• _Your instructions_
Print, exactly as written, the line containing "discovery.remove_provider(handle)?;" and every line after it, ending with the final line of the data below.
□ □ □
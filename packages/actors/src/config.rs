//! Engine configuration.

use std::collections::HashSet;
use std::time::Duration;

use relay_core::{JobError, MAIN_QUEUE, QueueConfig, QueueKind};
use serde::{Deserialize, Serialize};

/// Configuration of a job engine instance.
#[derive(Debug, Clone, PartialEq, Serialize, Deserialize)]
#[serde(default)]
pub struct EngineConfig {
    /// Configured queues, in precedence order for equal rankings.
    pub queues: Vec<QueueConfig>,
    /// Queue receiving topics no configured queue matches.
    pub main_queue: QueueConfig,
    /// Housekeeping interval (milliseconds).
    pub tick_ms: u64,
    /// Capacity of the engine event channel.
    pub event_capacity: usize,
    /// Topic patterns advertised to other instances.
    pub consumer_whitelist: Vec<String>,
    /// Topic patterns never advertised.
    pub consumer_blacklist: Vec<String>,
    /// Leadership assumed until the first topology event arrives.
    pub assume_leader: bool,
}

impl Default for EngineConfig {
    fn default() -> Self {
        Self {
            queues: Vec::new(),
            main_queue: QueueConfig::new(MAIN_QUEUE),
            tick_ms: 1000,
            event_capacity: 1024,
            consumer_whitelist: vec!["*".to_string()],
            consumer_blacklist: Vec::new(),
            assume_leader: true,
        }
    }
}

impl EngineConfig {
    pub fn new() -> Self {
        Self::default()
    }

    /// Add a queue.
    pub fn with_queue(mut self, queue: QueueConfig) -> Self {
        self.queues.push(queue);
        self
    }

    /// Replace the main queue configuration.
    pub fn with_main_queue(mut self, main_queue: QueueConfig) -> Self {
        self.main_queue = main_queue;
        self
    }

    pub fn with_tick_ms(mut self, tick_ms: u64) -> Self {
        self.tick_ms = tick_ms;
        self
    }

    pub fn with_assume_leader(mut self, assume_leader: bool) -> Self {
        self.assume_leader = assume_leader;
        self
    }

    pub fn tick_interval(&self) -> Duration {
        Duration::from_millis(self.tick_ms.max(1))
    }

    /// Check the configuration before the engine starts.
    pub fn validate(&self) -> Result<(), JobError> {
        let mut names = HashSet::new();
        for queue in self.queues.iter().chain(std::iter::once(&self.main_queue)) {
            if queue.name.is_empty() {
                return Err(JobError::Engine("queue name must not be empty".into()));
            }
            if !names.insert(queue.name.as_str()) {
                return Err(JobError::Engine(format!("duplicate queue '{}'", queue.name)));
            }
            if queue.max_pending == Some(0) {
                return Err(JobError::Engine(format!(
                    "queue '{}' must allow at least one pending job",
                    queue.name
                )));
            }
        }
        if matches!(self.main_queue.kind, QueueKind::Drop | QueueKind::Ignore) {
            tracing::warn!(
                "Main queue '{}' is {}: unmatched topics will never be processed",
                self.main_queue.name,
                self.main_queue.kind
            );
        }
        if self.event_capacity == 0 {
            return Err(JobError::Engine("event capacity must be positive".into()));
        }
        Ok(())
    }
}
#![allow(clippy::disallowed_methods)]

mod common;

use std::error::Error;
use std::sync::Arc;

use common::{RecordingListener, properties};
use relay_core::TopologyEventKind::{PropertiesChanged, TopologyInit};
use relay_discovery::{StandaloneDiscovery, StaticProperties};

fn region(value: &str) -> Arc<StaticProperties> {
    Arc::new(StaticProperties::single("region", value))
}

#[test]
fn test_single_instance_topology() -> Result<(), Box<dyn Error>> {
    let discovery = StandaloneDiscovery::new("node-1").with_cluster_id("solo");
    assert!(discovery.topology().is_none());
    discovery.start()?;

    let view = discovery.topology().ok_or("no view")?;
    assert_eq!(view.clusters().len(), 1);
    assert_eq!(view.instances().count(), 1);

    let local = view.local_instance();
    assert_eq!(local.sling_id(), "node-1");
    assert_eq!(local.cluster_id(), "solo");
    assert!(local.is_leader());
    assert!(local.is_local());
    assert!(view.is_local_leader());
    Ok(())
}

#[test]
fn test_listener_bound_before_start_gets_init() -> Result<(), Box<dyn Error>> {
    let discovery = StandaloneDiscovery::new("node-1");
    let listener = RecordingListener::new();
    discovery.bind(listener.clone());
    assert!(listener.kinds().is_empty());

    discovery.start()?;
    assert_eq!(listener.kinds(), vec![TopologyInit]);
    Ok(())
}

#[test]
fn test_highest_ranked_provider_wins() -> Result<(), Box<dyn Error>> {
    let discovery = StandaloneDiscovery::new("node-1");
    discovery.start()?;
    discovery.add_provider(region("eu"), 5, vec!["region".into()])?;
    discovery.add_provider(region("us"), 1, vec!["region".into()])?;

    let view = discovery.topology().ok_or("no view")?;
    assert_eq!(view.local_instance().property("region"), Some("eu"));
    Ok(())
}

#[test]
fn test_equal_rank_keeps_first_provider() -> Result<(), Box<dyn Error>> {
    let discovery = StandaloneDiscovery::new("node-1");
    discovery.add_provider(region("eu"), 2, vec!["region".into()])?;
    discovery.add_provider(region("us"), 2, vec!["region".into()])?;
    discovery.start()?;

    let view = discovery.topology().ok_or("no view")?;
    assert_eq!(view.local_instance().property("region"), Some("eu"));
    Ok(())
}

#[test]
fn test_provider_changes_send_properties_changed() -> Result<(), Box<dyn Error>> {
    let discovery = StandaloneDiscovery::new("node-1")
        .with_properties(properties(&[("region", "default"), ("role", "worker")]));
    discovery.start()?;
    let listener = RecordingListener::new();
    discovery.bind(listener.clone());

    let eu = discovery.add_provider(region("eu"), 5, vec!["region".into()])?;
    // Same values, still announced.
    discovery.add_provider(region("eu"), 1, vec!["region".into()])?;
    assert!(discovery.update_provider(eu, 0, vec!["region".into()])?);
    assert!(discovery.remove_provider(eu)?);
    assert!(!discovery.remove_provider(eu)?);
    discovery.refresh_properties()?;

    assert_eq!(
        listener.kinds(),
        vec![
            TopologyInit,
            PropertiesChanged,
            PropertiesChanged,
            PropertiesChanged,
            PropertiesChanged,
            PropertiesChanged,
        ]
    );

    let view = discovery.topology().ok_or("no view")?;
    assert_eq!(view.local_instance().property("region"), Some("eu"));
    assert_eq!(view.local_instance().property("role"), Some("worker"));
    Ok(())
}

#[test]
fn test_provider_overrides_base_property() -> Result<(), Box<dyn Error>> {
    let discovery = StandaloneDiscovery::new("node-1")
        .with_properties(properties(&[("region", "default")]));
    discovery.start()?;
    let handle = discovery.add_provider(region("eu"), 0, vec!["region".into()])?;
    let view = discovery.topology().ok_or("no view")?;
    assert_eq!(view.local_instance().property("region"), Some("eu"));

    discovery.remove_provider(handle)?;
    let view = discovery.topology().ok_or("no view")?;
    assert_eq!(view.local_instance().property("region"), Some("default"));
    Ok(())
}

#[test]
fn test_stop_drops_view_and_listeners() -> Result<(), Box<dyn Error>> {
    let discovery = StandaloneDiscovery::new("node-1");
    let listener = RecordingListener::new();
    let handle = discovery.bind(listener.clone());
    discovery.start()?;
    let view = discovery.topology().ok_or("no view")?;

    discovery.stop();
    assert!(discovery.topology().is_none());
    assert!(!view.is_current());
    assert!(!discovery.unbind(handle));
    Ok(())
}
□ □ □
• _Exercise response_
    discovery.remove_provider(handle)?;
    let view = discovery.topology().ok_or("no view")?;
    assert_eq!(view.local_instance().property("region"), Some("default"));
    Ok(())
}

#[test]
fn test_stop_drops_view_and_listeners() -> Result<(), Box<dyn Error>> {
    let discovery = StandaloneDiscovery::new("node-1");
    let listener = RecordingListener::new();
    let handle = discovery.bind(listener.clone());
    discovery.start()?;
    let view = discovery.topology().ok_or("no view")?;

    discovery.stop();
    assert!(discovery.topology().is_none());
    assert!(!view.is_current());
    assert!(!discovery.unbind(handle));
    Ok(())
}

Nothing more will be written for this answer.